If you’re wondering where Mississippi stands on these issues, we’re one of only six states in the country that has banned “dismemberment abortions.”  We require an ultrasound be done before an abortion and that the mother be given the opportunity to view it. We do not have pain-capable legislation in place.

And while these new state laws are far from the ultimate goal of pro-lifers, they do represent success, according to John Stonestreet of the Chuck Colson Center for Christian Worldview: “We are seeing how effective it is to go about this incremental strategy. Laws like (these) don’t entirely outlaw abortion, but they allow the pro-life movement to lock in cultural wins … as we move back further and further and further to the moment of conception.”

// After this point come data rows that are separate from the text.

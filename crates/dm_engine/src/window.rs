// crates/dm_engine/src/window.rs

//! 活动窗口提取
//!
//! 对外只暴露全网格在 `ny_full` 轴中央的子矩形
//! `[ny_full/4, ny_full/4 + ny_full/2)`，`nx` 轴全量暴露。两侧各 1/4 的
//! 边界缓冲区对外隐藏，避免内核边界处理的伪影泄露给耦合方。
//!
//! 提取结果始终是**新分配的独立拷贝**，外部写入不会触碰内部存储，
//! 窗口的边界隐藏不变量不会被破坏。
//!
//! # 线性化顺序
//!
//! 外层循环沿 `nx` 轴（0‥nx-1），内层循环沿窗口相对的 `ny` 轴
//! （0‥窗口高-1），即 x 主序、y 次序。

use rayon::prelude::*;

use dm_foundation::error::{DmError, DmResult};
use dm_foundation::grid::GridShape;

/// 活动窗口视图（形状 + 间距，不持有数据）
#[derive(Debug, Clone, Copy)]
pub struct ActiveWindow {
    shape: GridShape,
    cell_width: f64,
}

impl ActiveWindow {
    /// 由网格形状和单元宽度构造
    #[inline]
    pub fn new(shape: GridShape, cell_width: f64) -> Self {
        Self { shape, cell_width }
    }

    /// 对外报告的维度 `[窗口高, nx, 1]`
    #[inline]
    pub fn dimen(&self) -> [usize; 3] {
        [self.shape.window_height(), self.shape.nx(), 1]
    }

    /// 对外报告的分辨率 `[dy, dx, 1]`（两轴共用同一间距）
    #[inline]
    pub fn resolution(&self) -> [f64; 3] {
        [self.cell_width, self.cell_width, 1.0]
    }

    /// 窗口单元总数
    #[inline]
    pub fn len(&self) -> usize {
        self.shape.window_len()
    }

    /// 窗口是否为空（退化情形）
    #[inline]
    pub fn is_empty(&self) -> bool {
        self.len() == 0
    }

    /// 提取窗口内的值（恒等变换）
    pub fn extract(&self, data: &[f64]) -> DmResult<Vec<f64>> {
        self.extract_map(data, |v| v)
    }

    /// 提取窗口内的值并逐元素变换
    ///
    /// 输入必须是全网格大小的行主序数组。按行并行收集，
    /// 输出顺序为 x 主序、y 次序。
    pub fn extract_map<F>(&self, data: &[f64], f: F) -> DmResult<Vec<f64>>
    where
        F: Fn(f64) -> f64 + Sync,
    {
        DmError::check_size("窗口提取输入", self.shape.len(), data.len())?;

        let lower = self.shape.window_lower();
        let upper = self.shape.window_upper();
        let stride = self.shape.stride();

        let rows: Vec<Vec<f64>> = (0..self.shape.nx())
            .into_par_iter()
            .map(|x| {
                let row = &data[x * stride..x * stride + stride];
                row[lower..upper].iter().map(|&v| f(v)).collect()
            })
            .collect();

        Ok(rows.concat())
    }
}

The cultural wins Stonestreet referenced include a growing pro-life movement among millennials. Last June, Students for Life of America (SFLA) announced they now serve more than 1,043 college, high school, law and medical school, and young professionals pro-life groups across the United States. This means that Students for Life campus pro-life groups now outnumber pro-abortion groups nearly 4-to-1.

“The pro-life message is resonating where it needs to the most, right where the abortion industry targets: college and high school campuses,” said Kristan Hawkins, president of Students for Life of America. “We are meeting students where they are, having passionate and constructive conversations on campus, and changing hearts and minds.”

The cultural shift is even rocking hallowed halls in Washington. A congressional committee investigating the relationship between Planned Parenthood and the baby body parts procurement industry lowered the boom last week, urging Congress to defund Planned Parenthood in light of abuses.

That’s good news, yet Sunday still looms. In Virginia, pro-lifers are pushing for a visual reminder of 44 years of Roe v. Wade and the nearly 60 million babies aborted in its wake. A proposed resolution would encourage residents to lower flags to half-staff on Jan. 22, the “Day of Tears.” 

Pro-Life Mississippi’s Judy Batson and Dana Chisholm are unaware of any legislation pending here in the current session. Progress is found instead in three life-embracing billboards posted in the Jackson area and a nearly-completed Center for Pregnancy Choices. The new CPC has a prime location — just across the street from the state’s only abortion provider.